If we accomplish covenant defeasance, the following provisions, among others, of the indentures and the debt securities would no longer apply:

 

    our promises previously described under “—Restrictive Covenants—Restrictions on Secured Debt” and “—Restrictive Covenants––Restrictions on Sales and Leasebacks;”

 

    the events of default relating to breach of covenants, described under “—Default and Related Matters—Events of Default—What Is an Event of Default?”; and

 

    any other covenants applicable in the series of debt securities described in the prospectus supplement.

If we accomplish covenant defeasance, you could still look to us for repayment of the debt securities if there were a shortfall in the trust. In fact, if one of the remaining events of default occurs, such as our bankruptcy, and the debt securities become immediately due and payable, there may be a shortfall in the trust.

Redemption

Provisions relating to the redemption of debt securities, if any, will be set forth in the applicable prospectus supplement. Unless we state otherwise in the applicable prospectus supplement, we may redeem debt securities only upon notice mailed at least 30 but not more than 60 days before the date fixed for redemption. Unless we state otherwise in the applicable prospectus supplement, that notice may state that (1) the redemption will be conditional upon the trustee or paying agent receiving sufficient funds to pay the principal, premium and interest on the debt securities subject to redemption on the date fixed for redemption and (2) if the trustee or the paying agent does not receive those funds, the redemption notice will not apply, and we will not be required to redeem the debt securities subject to redemption.

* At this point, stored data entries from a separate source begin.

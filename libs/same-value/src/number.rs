use std::{
    fmt,
    hash::{Hash, Hasher},
};

/// Bit pattern every `NaN` is folded into before comparing or hashing
const CANONICAL_NAN_BITS: u64 = 0x7ff8_0000_0000_0000;

/// An `f64` that compares and hashes by identity rather than by IEEE 754 equality.
///
/// Two numbers are the same if they have the same bit pattern, except that all
/// `NaN` payloads are treated as one value. This makes `NaN` usable as a key and
/// keeps `+0.0` and `-0.0` apart.
#[derive(Clone, Copy)]
pub struct Number(f64);

impl Number {
    /// Wrap a raw `f64`
    #[must_use]
    pub const fn new(value: f64) -> Self {
        Self(value)
    }

    /// Get the wrapped `f64`
    #[must_use]
    pub const fn get(self) -> f64 {
        self.0
    }

    /// Check if this number is any `NaN`
    #[must_use]
    pub fn is_nan(self) -> bool {
        self.0.is_nan()
    }

    /// Check if this number is exactly `-0.0`
    #[must_use]
    pub fn is_negative_zero(self) -> bool {
        self.0.to_bits() == (-0.0_f64).to_bits()
    }

    /// The bits used for identity comparison
    fn identity_bits(self) -> u64 {
        if self.0.is_nan() {
            CANONICAL_NAN_BITS
        } else {
            self.0.to_bits()
        }
    }
}

impl PartialEq for Number {
    fn eq(&self, other: &Self) -> bool {
        self.identity_bits() == other.identity_bits()
    }
}

impl Eq for Number {}

impl Hash for Number {
    fn hash<H: Hasher>(&self, state: &mut H) {
        state.write_u64(self.identity_bits());
    }
}

impl fmt::Debug for Number {
    fn fmt(&self, f: &mut fmt::Formatter<'_>) -> fmt::Result {
        fmt::Debug::fmt(&self.0, f)
    }
}

impl fmt::Display for Number {
    fn fmt(&self, f: &mut fmt::Formatter<'_>) -> fmt::Result {
        fmt::Display::fmt(&self.0, f)
    }
}

impl From<f64> for Number {
    fn from(value: f64) -> Self {
        Self(value)
    }
}

impl From<f32> for Number {
    fn from(value: f32) -> Self {
        Self(f64::from(value))
    }
}

impl From<i32> for Number {
    fn from(value: i32) -> Self {
        Self(f64::from(value))
    }
}

impl From<u32> for Number {
    fn from(value: u32) -> Self {
        Self(f64::from(value))
    }
}

impl From<Number> for f64 {
    fn from(number: Number) -> Self {
        number.0
    }
}

/// Serialized as a plain `f64`. Formats without non-finite floats (JSON) can
/// not read `NaN` or the infinities back.
#[cfg(feature = "serde")]
impl serde::Serialize for Number {
    fn serialize<S: serde::Serializer>(&self, serializer: S) -> Result<S::Ok, S::Error> {
        serializer.serialize_f64(self.0)
    }
}

#[cfg(feature = "serde")]
impl<'de> serde::Deserialize<'de> for Number {
    fn deserialize<D: serde::Deserializer<'de>>(deserializer: D) -> Result<Self, D::Error> {
        f64::deserialize(deserializer).map(Self)
    }
}
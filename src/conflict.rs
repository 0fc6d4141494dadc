//! Uniqueness enforcement shared by every bidirectional map view

use crate::{error::Error, options::SetOptions};

/// Who a value is currently bound to, relative to a candidate key
#[derive(Debug, Clone, Copy, PartialEq, Eq)]
pub(crate) enum Binding {
    /// The value is not bound to any key
    Unbound,
    /// The value is bound to the candidate key
    Same,
    /// The value is bound to some other key
    Other,
}

/// Storage hooks a view exposes so that [`Bijection::ensure_can_set`] can keep
/// both keys and values unique.
pub(crate) trait Bijection {
    type Key;
    type Value;

    /// Describe the current binding of `value` relative to `key`
    fn binding_of(&self, key: &Self::Key, value: &Self::Value) -> Binding;

    /// Check if `key` is bound to anything
    fn contains_key(&self, key: &Self::Key) -> bool;

    /// Remove the association bound to `key` and the one bound to `value`
    fn evict_both(&mut self, key: &Self::Key, value: &Self::Value);

    /// Rewrite the key of the association bound to `value` to be `key`
    fn rekey(&mut self, value: &Self::Value, key: &Self::Key);

    /// Make sure that binding `key` to `value` will not break value uniqueness.
    ///
    /// Nothing is modified unless the value is bound to another key and the
    /// caller passed `force`. In that case:
    /// - if `key` is bound as well, both conflicting associations are removed
    ///   and the following set creates a fresh one
    /// - otherwise the value's association is moved over to `key`, keeping its
    ///   place, and the following set has nothing left to do
    fn ensure_can_set(
        &mut self,
        key: &Self::Key,
        value: &Self::Value,
        options: SetOptions,
    ) -> Result<(), Error> {
        match self.binding_of(key, value) {
            Binding::Unbound | Binding::Same => return Ok(()),
            Binding::Other => {}
        }

        if !options.force {
            return Err(Error::DuplicateValue);
        }

        if self.contains_key(key) {
            log::debug!("Key and value are bound to two different entries. Evicting both");
            self.evict_both(key, value);
        } else {
            log::trace!("Moving the entry bound to the value over to a new key");
            self.rekey(value, key);
        }
        Ok(())
    }
}

#[cfg(test)]
mod tests {
    use super::*;

    /// Bare-bones implementation over a list of pairs, just enough to drive the routine
    #[derive(Debug, Default)]
    struct Pairs(Vec<(u8, u8)>);

    impl Bijection for Pairs {
        type Key = u8;
        type Value = u8;

        fn binding_of(&self, key: &u8, value: &u8) -> Binding {
            match self.0.iter().find(|(_, v)| v == value) {
                None => Binding::Unbound,
                Some((k, _)) if k == key => Binding::Same,
                Some(_) => Binding::Other,
            }
        }

        fn contains_key(&self, key: &u8) -> bool {
            self.0.iter().any(|(k, _)| k == key)
        }

        fn evict_both(&mut self, key: &u8, value: &u8) {
            self.0.retain(|(k, v)| k != key && v != value);
        }

        fn rekey(&mut self, value: &u8, key: &u8) {
            for pair in &mut self.0 {
                if pair.1 == *value {
                    pair.0 = *key;
                }
            }
        }
    }

    #[test]
    fn test_unbound_and_same_pass_untouched() {
        let mut pairs = Pairs(vec![(1, 10)]);
        assert_eq!(pairs.ensure_can_set(&2, &20, SetOptions::default()), Ok(()));
        assert_eq!(pairs.ensure_can_set(&1, &10, SetOptions::default()), Ok(()));
        assert_eq!(pairs.0, vec![(1, 10)]);
    }

    #[test]
    fn test_conflict_without_force_fails_cleanly() {
        let mut pairs = Pairs(vec![(1, 10), (2, 20)]);
        assert_eq!(
            pairs.ensure_can_set(&2, &10, SetOptions::default()),
            Err(Error::DuplicateValue)
        );
        assert_eq!(pairs.0, vec![(1, 10), (2, 20)]);
    }

    #[test]
    fn test_forced_steal_rekeys_in_place() {
        let mut pairs = Pairs(vec![(1, 10), (2, 20)]);
        assert_eq!(pairs.ensure_can_set(&3, &10, SetOptions::forced()), Ok(()));
        assert_eq!(pairs.0, vec![(3, 10), (2, 20)]);
    }

    #[test]
    fn test_forced_double_conflict_evicts_both() {
        let mut pairs = Pairs(vec![(1, 10), (2, 20), (3, 30)]);
        assert_eq!(pairs.ensure_can_set(&2, &10, SetOptions::forced()), Ok(()));
        assert_eq!(pairs.0, vec![(3, 30)]);
    }
}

If the debt securities of a particular series are redeemable and we redeem less than all of the debt securities of that series, we may block the transfer or exchange of debt securities during the period beginning 15 days before the day we mail the notice of redemption and ending on the day of that mailing, in order to freeze the list of holders to prepare the mailing. We may also refuse to register transfers or exchanges of debt securities selected for redemption, except that we will continue to permit transfers and exchanges of the unredeemed portion of any debt security being partially redeemed.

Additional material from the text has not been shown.